Saved entries:
☆ ☆ ☆ ☆

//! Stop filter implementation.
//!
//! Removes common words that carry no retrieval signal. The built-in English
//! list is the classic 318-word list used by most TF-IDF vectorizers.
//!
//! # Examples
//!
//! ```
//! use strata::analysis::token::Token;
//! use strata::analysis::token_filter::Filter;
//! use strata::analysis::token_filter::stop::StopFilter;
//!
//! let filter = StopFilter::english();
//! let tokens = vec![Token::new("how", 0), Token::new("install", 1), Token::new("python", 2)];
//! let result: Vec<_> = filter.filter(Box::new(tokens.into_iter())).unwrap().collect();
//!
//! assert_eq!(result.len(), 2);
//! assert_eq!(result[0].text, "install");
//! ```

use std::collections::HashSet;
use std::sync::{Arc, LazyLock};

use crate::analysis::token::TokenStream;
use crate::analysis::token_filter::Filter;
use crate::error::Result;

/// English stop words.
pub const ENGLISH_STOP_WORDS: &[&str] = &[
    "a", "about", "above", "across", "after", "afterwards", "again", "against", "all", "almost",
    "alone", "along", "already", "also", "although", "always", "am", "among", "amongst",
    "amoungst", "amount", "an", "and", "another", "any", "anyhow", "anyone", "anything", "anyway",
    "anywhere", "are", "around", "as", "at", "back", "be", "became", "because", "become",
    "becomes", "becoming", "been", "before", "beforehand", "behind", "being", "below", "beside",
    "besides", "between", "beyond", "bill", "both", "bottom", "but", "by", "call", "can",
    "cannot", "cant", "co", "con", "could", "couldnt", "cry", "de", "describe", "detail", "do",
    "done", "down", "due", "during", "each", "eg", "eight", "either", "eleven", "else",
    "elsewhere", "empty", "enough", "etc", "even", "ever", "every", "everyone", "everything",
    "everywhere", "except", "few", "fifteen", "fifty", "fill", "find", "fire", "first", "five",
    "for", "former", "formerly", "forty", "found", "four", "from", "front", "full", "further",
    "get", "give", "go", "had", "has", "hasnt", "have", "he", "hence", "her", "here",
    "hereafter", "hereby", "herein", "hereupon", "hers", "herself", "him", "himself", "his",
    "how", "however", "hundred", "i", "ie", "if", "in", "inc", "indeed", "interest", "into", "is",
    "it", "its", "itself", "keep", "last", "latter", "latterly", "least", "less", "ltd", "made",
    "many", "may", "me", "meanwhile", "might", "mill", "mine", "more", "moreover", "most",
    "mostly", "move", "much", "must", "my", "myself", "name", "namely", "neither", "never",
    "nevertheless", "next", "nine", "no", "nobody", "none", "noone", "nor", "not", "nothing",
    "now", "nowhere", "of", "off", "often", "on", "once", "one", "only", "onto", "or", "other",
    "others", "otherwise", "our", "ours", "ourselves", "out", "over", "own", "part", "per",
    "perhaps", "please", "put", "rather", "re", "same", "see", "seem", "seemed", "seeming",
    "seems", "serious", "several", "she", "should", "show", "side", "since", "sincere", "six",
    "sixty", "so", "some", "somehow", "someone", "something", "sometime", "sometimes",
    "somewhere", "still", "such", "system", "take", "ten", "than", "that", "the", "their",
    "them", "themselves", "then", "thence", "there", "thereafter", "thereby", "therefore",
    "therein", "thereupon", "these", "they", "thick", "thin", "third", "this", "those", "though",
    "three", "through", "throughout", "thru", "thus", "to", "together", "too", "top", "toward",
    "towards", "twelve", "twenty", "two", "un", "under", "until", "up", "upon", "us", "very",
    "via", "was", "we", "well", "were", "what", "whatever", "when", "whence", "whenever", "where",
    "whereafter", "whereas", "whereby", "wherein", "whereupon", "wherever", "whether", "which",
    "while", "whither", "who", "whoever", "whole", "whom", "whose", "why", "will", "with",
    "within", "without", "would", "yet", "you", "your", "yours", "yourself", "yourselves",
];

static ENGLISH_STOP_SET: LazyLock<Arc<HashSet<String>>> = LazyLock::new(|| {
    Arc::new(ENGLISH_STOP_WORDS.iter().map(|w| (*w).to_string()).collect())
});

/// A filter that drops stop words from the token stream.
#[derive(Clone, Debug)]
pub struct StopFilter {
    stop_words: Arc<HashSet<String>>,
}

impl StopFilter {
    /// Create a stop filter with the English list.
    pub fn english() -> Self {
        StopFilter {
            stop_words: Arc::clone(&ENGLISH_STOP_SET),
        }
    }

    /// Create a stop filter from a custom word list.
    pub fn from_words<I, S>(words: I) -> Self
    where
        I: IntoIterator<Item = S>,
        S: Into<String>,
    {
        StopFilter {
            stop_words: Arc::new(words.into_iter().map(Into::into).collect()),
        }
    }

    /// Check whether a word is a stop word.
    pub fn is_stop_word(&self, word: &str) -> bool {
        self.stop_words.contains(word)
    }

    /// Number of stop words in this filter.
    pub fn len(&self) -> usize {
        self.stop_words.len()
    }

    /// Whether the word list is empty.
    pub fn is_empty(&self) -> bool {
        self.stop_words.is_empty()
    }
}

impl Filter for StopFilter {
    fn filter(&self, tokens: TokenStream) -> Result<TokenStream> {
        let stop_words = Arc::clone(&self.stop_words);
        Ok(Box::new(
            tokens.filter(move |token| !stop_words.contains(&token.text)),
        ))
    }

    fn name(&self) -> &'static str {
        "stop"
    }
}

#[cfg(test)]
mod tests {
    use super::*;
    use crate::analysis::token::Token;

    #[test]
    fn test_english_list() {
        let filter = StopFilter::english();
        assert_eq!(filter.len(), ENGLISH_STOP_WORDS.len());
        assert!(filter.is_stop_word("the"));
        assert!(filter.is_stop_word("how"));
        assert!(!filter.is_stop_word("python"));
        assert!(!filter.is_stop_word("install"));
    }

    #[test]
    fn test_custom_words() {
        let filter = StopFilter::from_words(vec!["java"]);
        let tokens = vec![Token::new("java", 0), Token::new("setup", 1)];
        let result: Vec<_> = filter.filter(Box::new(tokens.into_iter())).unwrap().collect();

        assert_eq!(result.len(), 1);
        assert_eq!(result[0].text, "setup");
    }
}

☆ ☆ ☆ ☆

How to complete this task: Report all lines above with "name".

Written solution:
    "mostly", "move", "much", "must", "my", "myself", "name", "namely", "neither", "never",
    fn name(&self) -> &'static str {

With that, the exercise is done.